Re: [Haskell-cafe] External system connections

newer
Good XML-Enumerator Examples

older
NLP libraries and tools?

Richard Wallace

10 Jul 2011 10 Jul '11

11:16 p.m.

On Sun, Jul 10, 2011 at 2:54 PM, Brandon Allbery wrote:

...

On Sun, Jul 10, 2011 at 17:34, Richard Wallace wrote:

...
Rather than a single separate thread that makes requests I was hoping to make several soap requests concurrently, rather than have them be made serially. I would only want to block other threads making soap request if one of them returns a response indicating the token they were using is no longer valid.

Is there one shared token, or one per requesting thread, or some other arrangement?

There should be one shared token.

...

In either case, separation of concerns makes me think the token handling belongs on the other end: a thread writes a request down a Chan, a queue dispatcher thread reads it if there are available workers and the token is available (with callers blocking otherwise), dispatcher sends request to available worker. If the worker finds the token is invalid, it calls back in to the dispatcher with a token renewal request, which causes anything else that needs that token to block as above, and itself blocks until a valid token is returned.

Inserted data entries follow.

use anyhow::Result;
use domain::repositories::{
    channel::ChannelGateway, settings::SettingRepository, users::UserRepository,
};
use infra::{
    db::{
        postgres::postgres_connection,
        repositories::{settings::SettingPostgres, users::UserPostgres},
    },
    telegram::client::TelegramChannelClient,
};
use std::sync::Arc;
use tracing::{error, info};
use worker::{
    axum_http, config,
    services::sweep_scheduler,
    usecases::{
        remind_expiring::RemindExpiringSubscriptionsUseCase,
        revoke_expired::RevokeExpiredSubscriptionsUseCase,
    },
};

#[tokio::main]
async fn main() -> Result<()> {
    if let Err(error) = run().await {
        error!("Worker exited with error: {}", error);
        std::process::exit(1);
    }
    Ok(())
}

async fn run() -> Result<()> {
    dotenvy::dotenv().ok();
    observability::init_observability("worker")?;

    let dotenvy_env = Arc::new(config::config_loader::load()?);
    info!("ENV has been loaded");

    let postgres_pool = postgres_connection::establish_connection(&dotenvy_env.database.url)?;
    info!("Postgres connection has been established");

    let db_pool_arc = Arc::new(postgres_pool);

    // Repositories share the DB pool; both sweeps share the gateway.
    let user_repository: Arc<dyn UserRepository + Send + Sync> =
        Arc::new(UserPostgres::new(Arc::clone(&db_pool_arc)));

    let setting_repository: Arc<dyn SettingRepository + Send + Sync> =
        Arc::new(SettingPostgres::new(Arc::clone(&db_pool_arc)));

    let channel_gateway: Arc<dyn ChannelGateway + Send + Sync> =
        Arc::new(TelegramChannelClient::new(&dotenvy_env.telegram.bot_token)?);

    let revoke_usecase = Arc::new(RevokeExpiredSubscriptionsUseCase::new(
        Arc::clone(&user_repository),
        Arc::clone(&setting_repository),
        Arc::clone(&channel_gateway),
    ));

    let remind_usecase = Arc::new(RemindExpiringSubscriptionsUseCase::new(
        Arc::clone(&user_repository),
        Arc::clone(&channel_gateway),
    ));

    // Spawn background loops
    let revoke_loop = tokio::spawn(sweep_scheduler::run_revoke_loop(
        Arc::clone(&revoke_usecase),
        dotenvy_env.sweeps.revoke_interval_secs,
    ));

    let reminder_loop = tokio::spawn(sweep_scheduler::run_reminder_loop(
        Arc::clone(&remind_usecase),
        dotenvy_env.sweeps.reminder_hour_utc,
    ));

    let server_config = Arc::clone(&dotenvy_env);
    let sweep_server = tokio::spawn(async move {
        axum_http::http_serve::start(server_config, revoke_usecase, remind_usecase).await
    });

    tokio::select! {
        result = revoke_loop => result??,
        result = reminder_loop => result??,
        result = sweep_server => result??,
    };

    Ok(())
}
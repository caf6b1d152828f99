use anyhow::Result;
use async_trait::async_trait;
use diesel::{insert_into, prelude::*, update};
use std::sync::Arc;

use crate::db::{
    postgres::{postgres_connection::PgPool, schema::promo_codes},
    repositories::rows::{NewPromoCodeRow, PromoCodeRow},
};
use domain::{
    entities::promo_codes::{InsertPromoCodeEntity, PromoCodeEntity},
    repositories::promo_codes::PromoCodeRepository,
};

pub struct PromoCodePostgres {
    db_pool: Arc<PgPool>,
}

impl PromoCodePostgres {
    pub fn new(db_pool: Arc<PgPool>) -> Self {
        Self { db_pool }
    }
}

#[async_trait]
impl PromoCodeRepository for PromoCodePostgres {
    async fn create(&self, promo: InsertPromoCodeEntity) -> Result<i32> {
        let mut conn = Arc::clone(&self.db_pool).get()?;

        let promo_id = insert_into(promo_codes::table)
            .values(NewPromoCodeRow {
                code: promo.code.to_uppercase(),
                discount_percent: promo.discount_percent,
                max_uses: promo.max_uses,
            })
            .returning(promo_codes::id)
            .get_result::<i32>(&mut conn)?;

        Ok(promo_id)
    }

    async fn find_by_code(&self, code: &str) -> Result<Option<PromoCodeEntity>> {
        let mut conn = Arc::clone(&self.db_pool).get()?;

        let row = promo_codes::table
            .filter(promo_codes::code.eq(code.to_uppercase()))
            .select(PromoCodeRow::as_select())
            .first::<PromoCodeRow>(&mut conn)
            .optional()?;

        Ok(row.map(PromoCodeEntity::from))
    }

    async fn list(&self) -> Result<Vec<PromoCodeEntity>> {
        let mut conn = Arc::clone(&self.db_pool).get()?;

        let rows = promo_codes::table
            .order(promo_codes::id.asc())
            .select(PromoCodeRow::as_select())
            .load::<PromoCodeRow>(&mut conn)?;

        Ok(rows.into_iter().map(PromoCodeEntity::from).collect())
    }

    async fn toggle_active(&self, promo_id: i32) -> Result<Option<bool>> {
        let mut conn = Arc::clone(&self.db_pool).get()?;

        let new_state = update(promo_codes::table.find(promo_id))
            .set(promo_codes::is_active.eq(diesel::dsl::not(promo_codes::is_active)))
            .returning(promo_codes::is_active)
            .get_result::<bool>(&mut conn)
            .optional()?;

        Ok(new_state)
    }
}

Ahhh... I see. That sounds like a much better plan. It also keeps the fact that the token is "mutable" confined to a single thread, the dispatcher thread. One thing I'd have to be careful to handle is iIf multiple worker threads find that the token is now invalid. In that case they would all send the token renewal request to the dispatcher and they would each try and do the re-auth. To avoid that, part of the token renewal request could be the used token. When the dispatcher does the token renewal, it checks if the used token is the same as the current token. If so, it does the token renewal. If not, it dispatches to the SOAP worker thread with the new token.

...

Another advantage of this is that adding more workers is done in an obvious place (the queuer thread).

That said, I still don't know enough details to say if that token management implementation actually makes sense. I'd still go with the worker/queuer thread setup, which is I think what you were pointed to (the pool hackage).

Ok, I still don't see how the Pool package helps. I had assumed the pooled resource would be the token, so the size of the pool would be 1. Now that I rethink it, it seems like you are suggesting the resource is the worker threads. Is that right? When I read what you were talking about above with the dispatcher thread I had thought it would use forkIO to start the worker threads. The worker threads would read from a Chan that the dispatcher wrote to. In that way, the dispatcher doesn't have to worry about worker threads being available. Am I misunderstanding something? Thanks, Rich

...

-- brandon s allbery allbery.b@gmail.com wandering unix systems administrator (available) (412) 475-9364 vm/sms

Show replies by date

Brandon Allbery

10 Jul 10 Jul

11:38 p.m.

New subject: External system connections

On Sun, Jul 10, 2011 at 19:16, Richard Wallace wrote:

...

On Sun, Jul 10, 2011 at 2:54 PM, Brandon Allbery wrote: One thing I'd have to be careful to handle is iIf multiple worker threads find that the token is now invalid. In that case they would all send the token renewal request to the dispatcher and they would each try and do the re-auth. To avoid that, part of the token renewal

One of the reasons to send the request back to the dispatcher instead of doing it inline is so that the dispatcher can note that a renewal request is already in flight (which it needs to know anyway, so it can block other requests) and wake all threads waiting on it when it's done, instead of having multiple renewals in flight.

...

1. Now that I rethink it, it seems like you are suggesting the resource is the worker threads. Is that right? When I read what you were talking about above with the dispatcher thread I had thought it would use forkIO to start the worker threads. The worker threads would read from a Chan that the dispatcher wrote to. In that way, the dispatcher doesn't have to worry about worker threads being available. Am I misunderstanding something?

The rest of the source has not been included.